EXERCISE DIRECTIONS
Find the line containing "pub fn sky_colors(&self)" in the entries below. Restate it and each line after it, word for word, up to and including the line containing "(0.25..=0.75).contains(&self.time_of_day)".

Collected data

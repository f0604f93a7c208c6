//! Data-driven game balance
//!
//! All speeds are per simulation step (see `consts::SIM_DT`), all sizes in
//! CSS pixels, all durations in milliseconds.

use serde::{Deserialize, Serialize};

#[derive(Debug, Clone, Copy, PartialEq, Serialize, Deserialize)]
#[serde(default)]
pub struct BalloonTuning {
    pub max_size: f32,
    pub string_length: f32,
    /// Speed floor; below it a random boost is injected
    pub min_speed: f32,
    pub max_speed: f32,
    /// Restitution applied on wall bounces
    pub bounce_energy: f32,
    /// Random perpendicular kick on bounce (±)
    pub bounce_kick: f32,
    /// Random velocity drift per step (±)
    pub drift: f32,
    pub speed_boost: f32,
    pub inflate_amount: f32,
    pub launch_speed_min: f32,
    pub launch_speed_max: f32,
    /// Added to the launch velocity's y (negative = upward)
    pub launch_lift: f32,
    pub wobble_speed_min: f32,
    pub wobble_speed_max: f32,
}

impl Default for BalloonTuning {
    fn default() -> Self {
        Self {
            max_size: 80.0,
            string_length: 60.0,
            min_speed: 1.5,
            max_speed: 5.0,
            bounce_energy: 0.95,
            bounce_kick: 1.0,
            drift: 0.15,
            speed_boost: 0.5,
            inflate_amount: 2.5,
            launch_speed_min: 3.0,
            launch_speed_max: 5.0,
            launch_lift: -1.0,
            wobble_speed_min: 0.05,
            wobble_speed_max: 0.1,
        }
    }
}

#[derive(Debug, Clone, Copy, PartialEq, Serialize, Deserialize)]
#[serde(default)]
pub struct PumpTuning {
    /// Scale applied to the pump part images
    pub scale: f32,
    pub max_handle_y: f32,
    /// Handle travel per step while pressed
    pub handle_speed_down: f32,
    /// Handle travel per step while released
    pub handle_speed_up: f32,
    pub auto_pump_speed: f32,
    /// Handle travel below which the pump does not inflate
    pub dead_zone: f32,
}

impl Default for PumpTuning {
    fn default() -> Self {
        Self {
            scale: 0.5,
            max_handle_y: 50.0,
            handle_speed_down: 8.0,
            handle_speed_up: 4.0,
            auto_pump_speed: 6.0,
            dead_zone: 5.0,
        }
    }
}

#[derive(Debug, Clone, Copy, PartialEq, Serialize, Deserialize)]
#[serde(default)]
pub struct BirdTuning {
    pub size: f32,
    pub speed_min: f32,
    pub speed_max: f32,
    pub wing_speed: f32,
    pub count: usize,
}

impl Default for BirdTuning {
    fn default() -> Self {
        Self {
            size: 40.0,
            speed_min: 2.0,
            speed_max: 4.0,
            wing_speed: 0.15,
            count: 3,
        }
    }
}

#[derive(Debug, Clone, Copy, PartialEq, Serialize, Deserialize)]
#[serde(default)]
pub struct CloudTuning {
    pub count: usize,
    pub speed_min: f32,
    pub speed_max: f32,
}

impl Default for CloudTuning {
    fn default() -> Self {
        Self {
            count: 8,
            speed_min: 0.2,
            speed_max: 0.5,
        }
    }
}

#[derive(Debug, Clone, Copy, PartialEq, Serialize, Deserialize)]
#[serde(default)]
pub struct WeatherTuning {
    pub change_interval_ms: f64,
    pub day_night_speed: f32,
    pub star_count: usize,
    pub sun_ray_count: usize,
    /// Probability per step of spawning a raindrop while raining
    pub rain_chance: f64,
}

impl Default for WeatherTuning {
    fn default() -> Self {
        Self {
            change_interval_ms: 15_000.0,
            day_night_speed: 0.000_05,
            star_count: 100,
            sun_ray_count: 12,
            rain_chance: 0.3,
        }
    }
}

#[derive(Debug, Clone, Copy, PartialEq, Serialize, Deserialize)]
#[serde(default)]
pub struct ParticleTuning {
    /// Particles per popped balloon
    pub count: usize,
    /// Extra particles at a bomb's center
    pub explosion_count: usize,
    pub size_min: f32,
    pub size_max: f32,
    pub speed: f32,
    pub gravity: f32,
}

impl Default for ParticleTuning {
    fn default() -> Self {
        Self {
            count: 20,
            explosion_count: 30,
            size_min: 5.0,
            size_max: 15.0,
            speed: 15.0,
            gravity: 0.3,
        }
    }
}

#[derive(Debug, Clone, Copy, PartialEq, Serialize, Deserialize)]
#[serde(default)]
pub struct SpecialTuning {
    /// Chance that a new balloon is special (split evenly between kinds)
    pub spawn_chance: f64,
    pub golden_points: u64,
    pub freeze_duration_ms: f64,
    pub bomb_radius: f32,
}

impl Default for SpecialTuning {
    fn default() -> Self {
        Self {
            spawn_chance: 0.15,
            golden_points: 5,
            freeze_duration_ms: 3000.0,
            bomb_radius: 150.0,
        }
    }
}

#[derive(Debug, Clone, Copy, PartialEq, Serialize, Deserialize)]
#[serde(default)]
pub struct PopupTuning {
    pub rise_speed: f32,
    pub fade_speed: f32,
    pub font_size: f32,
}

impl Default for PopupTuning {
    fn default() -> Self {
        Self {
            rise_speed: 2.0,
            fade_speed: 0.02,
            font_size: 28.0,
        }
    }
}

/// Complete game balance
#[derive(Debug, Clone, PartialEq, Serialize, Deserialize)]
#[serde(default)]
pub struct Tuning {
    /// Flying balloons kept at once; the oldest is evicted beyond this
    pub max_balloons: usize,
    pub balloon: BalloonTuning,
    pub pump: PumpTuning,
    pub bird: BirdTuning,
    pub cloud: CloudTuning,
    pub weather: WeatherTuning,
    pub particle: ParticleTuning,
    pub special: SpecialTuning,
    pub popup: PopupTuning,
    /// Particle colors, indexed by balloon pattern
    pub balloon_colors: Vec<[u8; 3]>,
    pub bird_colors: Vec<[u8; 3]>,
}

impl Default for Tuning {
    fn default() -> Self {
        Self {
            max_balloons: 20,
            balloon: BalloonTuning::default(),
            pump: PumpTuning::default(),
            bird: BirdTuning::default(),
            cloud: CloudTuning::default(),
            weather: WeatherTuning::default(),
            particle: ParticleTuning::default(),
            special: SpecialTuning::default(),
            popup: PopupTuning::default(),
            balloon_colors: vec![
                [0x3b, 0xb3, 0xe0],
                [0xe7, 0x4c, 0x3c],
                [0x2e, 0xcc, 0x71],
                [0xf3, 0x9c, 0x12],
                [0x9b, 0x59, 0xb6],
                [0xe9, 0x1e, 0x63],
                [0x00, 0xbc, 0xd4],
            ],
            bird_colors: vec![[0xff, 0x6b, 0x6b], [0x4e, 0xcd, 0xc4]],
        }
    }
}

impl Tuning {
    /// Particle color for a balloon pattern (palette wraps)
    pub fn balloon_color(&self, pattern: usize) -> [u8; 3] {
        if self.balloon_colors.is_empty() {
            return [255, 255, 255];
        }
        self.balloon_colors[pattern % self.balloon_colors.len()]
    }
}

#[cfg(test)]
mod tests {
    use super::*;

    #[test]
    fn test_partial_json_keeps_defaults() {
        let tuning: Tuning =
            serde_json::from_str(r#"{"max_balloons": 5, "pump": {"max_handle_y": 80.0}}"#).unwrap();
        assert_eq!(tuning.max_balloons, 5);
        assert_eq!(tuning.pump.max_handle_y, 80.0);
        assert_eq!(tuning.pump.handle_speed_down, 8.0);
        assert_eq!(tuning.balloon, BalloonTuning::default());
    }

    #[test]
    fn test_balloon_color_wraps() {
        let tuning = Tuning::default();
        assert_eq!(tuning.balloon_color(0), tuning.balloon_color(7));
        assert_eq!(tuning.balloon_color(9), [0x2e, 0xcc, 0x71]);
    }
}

---

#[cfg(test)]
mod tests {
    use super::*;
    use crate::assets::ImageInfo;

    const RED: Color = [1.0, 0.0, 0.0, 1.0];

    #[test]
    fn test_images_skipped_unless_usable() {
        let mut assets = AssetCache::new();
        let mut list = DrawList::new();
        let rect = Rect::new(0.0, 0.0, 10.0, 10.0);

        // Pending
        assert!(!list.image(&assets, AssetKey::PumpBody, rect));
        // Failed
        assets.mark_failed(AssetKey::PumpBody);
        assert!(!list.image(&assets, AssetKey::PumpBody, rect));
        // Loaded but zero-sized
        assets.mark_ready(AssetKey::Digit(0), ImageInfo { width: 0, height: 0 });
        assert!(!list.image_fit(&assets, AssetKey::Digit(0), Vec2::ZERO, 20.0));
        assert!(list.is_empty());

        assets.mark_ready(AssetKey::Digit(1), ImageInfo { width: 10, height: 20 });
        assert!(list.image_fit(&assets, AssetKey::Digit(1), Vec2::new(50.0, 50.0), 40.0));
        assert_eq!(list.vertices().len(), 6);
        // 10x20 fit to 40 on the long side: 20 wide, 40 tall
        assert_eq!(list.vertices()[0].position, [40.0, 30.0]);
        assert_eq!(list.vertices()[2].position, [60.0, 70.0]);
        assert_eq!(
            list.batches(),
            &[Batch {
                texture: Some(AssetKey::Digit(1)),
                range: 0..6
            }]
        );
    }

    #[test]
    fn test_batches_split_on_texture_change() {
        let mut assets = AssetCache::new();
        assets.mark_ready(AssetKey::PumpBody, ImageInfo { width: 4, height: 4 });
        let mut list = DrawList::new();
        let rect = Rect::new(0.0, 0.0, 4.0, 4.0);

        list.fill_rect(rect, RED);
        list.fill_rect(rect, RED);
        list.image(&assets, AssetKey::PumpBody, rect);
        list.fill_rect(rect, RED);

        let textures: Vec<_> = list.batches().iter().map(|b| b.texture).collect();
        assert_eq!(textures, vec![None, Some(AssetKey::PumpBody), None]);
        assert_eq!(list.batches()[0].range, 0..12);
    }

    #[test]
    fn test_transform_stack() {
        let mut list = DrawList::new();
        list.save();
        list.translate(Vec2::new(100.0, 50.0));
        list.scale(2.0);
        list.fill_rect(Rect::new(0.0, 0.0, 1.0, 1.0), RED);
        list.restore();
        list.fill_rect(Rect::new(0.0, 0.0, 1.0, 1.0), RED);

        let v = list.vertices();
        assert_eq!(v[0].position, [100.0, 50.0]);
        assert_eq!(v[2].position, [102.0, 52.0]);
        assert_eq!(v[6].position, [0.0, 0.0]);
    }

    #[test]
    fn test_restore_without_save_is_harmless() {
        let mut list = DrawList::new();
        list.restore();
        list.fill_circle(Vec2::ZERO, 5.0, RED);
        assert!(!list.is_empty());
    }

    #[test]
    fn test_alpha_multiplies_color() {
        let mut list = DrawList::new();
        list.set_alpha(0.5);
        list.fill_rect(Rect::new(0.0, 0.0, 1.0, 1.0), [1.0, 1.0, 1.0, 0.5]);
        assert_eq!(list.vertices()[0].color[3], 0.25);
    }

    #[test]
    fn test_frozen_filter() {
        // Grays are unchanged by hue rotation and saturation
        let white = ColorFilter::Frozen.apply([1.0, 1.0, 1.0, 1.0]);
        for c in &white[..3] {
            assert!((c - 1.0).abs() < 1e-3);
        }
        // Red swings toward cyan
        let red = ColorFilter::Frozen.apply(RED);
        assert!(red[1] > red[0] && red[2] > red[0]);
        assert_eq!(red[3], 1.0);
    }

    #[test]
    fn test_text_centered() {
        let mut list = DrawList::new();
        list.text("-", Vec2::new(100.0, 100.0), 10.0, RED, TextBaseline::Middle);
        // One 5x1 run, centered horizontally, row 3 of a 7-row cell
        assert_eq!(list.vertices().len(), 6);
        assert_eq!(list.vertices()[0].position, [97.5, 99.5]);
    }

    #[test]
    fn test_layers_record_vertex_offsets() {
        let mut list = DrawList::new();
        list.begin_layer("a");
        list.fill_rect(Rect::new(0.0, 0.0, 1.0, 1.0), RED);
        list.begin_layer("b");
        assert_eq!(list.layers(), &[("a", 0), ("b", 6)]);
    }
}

...

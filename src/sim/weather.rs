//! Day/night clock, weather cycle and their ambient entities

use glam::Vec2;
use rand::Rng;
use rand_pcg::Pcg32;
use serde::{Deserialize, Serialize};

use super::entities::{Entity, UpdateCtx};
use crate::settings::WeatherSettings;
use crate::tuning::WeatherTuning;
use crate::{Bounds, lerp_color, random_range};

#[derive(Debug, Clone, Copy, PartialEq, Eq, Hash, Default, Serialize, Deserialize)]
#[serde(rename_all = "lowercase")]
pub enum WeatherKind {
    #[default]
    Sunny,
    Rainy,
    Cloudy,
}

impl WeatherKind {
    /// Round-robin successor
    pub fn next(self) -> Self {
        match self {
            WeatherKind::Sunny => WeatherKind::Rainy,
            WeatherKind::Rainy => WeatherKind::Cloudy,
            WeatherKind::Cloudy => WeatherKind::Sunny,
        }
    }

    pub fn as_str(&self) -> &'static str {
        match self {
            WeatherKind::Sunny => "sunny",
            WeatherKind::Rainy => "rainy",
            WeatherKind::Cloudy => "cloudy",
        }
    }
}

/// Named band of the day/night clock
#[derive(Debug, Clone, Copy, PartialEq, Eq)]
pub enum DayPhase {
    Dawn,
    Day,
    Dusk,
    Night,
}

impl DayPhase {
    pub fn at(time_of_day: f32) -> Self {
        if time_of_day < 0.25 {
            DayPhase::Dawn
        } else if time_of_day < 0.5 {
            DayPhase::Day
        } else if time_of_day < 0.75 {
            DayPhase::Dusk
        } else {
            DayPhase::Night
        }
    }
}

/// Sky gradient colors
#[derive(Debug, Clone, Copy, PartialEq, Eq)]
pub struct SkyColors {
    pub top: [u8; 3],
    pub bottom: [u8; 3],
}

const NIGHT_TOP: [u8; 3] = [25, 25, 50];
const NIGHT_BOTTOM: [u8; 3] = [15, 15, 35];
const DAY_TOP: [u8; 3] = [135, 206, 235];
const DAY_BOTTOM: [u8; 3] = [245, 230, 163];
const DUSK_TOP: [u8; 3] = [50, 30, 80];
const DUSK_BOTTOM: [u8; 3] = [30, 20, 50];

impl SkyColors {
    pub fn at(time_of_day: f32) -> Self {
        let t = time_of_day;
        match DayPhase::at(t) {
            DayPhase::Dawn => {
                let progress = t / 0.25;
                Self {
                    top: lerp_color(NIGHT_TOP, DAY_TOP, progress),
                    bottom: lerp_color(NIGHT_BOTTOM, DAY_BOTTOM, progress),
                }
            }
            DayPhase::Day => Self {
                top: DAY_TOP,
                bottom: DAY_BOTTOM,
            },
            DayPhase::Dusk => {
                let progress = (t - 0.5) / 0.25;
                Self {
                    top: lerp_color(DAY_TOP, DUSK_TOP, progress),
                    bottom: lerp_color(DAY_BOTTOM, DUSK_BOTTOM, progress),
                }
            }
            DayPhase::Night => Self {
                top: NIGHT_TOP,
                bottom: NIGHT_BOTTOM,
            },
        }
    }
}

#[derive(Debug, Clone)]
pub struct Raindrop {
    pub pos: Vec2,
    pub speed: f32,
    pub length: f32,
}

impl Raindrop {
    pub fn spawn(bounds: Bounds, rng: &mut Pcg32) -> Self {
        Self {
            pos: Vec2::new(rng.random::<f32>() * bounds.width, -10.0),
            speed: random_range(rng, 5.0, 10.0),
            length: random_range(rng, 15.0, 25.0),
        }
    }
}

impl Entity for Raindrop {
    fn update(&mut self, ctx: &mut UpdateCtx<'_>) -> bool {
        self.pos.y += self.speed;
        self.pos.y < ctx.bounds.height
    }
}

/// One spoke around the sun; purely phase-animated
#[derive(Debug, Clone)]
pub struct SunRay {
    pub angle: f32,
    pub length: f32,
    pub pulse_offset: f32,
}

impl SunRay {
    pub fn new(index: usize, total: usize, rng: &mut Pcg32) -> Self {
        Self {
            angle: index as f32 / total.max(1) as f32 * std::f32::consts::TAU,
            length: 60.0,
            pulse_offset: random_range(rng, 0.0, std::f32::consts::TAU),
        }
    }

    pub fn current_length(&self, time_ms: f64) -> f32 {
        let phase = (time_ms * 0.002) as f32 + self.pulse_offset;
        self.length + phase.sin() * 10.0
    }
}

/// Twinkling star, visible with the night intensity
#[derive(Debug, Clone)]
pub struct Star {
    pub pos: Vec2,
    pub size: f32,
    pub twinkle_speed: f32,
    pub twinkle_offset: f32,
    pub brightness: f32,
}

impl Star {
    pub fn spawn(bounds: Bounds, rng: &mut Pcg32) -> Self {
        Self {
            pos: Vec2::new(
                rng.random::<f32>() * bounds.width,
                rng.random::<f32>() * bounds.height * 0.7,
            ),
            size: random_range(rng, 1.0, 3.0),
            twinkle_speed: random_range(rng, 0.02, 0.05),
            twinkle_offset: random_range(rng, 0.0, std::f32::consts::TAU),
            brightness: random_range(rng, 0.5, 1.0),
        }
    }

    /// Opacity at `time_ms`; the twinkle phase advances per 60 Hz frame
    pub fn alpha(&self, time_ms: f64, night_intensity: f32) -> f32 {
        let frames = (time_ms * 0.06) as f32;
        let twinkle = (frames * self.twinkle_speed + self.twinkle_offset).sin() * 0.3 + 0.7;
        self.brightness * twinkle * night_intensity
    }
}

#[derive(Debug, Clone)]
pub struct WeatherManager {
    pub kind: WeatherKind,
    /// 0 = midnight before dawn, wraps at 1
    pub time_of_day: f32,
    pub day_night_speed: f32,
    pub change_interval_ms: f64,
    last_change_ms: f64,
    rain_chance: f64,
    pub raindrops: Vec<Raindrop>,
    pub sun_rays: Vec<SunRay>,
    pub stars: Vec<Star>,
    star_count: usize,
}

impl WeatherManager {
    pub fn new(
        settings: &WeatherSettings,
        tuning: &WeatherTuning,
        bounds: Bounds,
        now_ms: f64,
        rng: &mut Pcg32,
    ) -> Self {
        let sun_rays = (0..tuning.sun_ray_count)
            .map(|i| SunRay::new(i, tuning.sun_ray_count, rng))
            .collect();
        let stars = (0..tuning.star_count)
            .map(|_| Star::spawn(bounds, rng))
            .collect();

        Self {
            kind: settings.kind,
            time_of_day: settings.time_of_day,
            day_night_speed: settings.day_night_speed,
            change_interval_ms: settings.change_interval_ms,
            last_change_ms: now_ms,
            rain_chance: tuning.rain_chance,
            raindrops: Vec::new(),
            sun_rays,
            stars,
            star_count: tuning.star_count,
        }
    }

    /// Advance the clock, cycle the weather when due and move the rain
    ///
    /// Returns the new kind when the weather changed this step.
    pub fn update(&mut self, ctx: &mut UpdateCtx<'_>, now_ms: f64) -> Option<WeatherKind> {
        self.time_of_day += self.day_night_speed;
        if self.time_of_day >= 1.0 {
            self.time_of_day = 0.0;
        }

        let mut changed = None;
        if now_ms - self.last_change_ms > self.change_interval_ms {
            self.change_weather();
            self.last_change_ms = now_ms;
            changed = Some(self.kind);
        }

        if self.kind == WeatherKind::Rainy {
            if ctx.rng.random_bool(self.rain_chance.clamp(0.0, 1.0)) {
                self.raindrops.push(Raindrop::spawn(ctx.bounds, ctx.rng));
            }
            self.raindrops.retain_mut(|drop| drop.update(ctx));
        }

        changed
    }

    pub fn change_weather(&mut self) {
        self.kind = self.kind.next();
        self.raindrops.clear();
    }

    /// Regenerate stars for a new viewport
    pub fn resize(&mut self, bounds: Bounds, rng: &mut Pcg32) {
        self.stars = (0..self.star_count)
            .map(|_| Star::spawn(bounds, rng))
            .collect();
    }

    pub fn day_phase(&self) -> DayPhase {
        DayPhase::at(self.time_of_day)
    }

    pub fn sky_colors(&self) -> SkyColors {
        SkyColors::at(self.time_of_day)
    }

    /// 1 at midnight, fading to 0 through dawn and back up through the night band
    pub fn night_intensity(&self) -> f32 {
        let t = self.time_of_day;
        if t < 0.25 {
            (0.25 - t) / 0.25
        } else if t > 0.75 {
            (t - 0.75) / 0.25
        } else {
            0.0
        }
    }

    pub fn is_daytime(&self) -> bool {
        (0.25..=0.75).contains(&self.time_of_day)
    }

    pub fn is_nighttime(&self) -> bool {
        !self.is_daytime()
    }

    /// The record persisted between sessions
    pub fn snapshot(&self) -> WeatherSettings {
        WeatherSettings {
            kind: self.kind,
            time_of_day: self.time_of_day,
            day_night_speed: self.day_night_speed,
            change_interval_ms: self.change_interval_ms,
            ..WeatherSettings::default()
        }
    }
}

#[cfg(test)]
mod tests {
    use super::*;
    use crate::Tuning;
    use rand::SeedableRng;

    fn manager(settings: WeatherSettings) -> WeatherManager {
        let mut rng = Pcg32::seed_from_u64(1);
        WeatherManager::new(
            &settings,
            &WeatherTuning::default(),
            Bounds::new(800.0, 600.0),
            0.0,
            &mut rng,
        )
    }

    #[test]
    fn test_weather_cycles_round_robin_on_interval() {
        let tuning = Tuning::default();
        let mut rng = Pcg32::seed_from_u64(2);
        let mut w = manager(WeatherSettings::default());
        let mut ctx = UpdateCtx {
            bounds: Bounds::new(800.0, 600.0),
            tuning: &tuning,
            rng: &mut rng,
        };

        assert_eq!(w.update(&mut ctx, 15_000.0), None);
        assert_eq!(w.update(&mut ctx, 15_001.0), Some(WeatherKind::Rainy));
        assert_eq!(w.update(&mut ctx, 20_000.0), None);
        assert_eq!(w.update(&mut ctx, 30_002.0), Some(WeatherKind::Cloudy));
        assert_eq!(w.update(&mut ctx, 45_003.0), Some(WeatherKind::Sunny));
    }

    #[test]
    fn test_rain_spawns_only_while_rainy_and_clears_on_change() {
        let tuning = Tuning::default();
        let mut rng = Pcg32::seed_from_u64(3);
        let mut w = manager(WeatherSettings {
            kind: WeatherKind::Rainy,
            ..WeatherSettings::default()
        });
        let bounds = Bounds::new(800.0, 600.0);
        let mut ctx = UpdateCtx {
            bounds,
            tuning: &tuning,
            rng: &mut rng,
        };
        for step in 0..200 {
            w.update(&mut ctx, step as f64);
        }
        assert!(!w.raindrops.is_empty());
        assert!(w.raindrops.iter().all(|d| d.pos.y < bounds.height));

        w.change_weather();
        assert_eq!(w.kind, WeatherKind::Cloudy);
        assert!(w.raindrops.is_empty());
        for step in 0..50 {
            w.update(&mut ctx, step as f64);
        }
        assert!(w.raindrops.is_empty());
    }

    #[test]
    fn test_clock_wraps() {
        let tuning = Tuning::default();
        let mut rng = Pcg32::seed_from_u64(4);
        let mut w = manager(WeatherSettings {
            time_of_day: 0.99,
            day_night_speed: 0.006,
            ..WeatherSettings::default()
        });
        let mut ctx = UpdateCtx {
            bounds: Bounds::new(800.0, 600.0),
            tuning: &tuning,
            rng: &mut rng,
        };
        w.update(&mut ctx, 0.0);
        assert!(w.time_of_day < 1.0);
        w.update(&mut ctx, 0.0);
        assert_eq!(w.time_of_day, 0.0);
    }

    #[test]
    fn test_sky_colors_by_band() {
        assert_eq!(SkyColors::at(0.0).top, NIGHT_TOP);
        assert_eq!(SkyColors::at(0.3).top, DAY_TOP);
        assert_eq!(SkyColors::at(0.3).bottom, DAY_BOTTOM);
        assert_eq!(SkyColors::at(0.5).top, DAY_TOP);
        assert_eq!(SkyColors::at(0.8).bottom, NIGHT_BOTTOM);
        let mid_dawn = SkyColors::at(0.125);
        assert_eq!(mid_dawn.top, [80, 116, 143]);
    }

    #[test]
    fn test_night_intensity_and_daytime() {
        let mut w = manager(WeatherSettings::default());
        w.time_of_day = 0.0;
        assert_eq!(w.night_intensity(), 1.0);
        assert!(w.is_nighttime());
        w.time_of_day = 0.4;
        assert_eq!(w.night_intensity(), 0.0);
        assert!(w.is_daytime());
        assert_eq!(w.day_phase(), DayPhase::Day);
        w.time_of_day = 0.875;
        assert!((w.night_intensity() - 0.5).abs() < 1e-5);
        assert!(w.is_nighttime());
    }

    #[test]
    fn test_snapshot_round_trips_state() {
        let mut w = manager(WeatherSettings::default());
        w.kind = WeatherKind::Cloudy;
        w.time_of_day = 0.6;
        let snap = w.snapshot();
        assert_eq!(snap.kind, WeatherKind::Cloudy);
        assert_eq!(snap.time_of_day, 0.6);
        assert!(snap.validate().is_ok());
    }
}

REPLY
    pub fn sky_colors(&self) -> SkyColors {
        SkyColors::at(self.time_of_day)
    }

    /// 1 at midnight, fading to 0 through dawn and back up through the night band
    pub fn night_intensity(&self) -> f32 {
        let t = self.time_of_day;
        if t < 0.25 {
            (0.25 - t) / 0.25
        } else if t > 0.75 {
            (t - 0.75) / 0.25
        } else {
            0.0
        }
    }

    pub fn is_daytime(&self) -> bool {
        (0.25..=0.75).contains(&self.time_of_day)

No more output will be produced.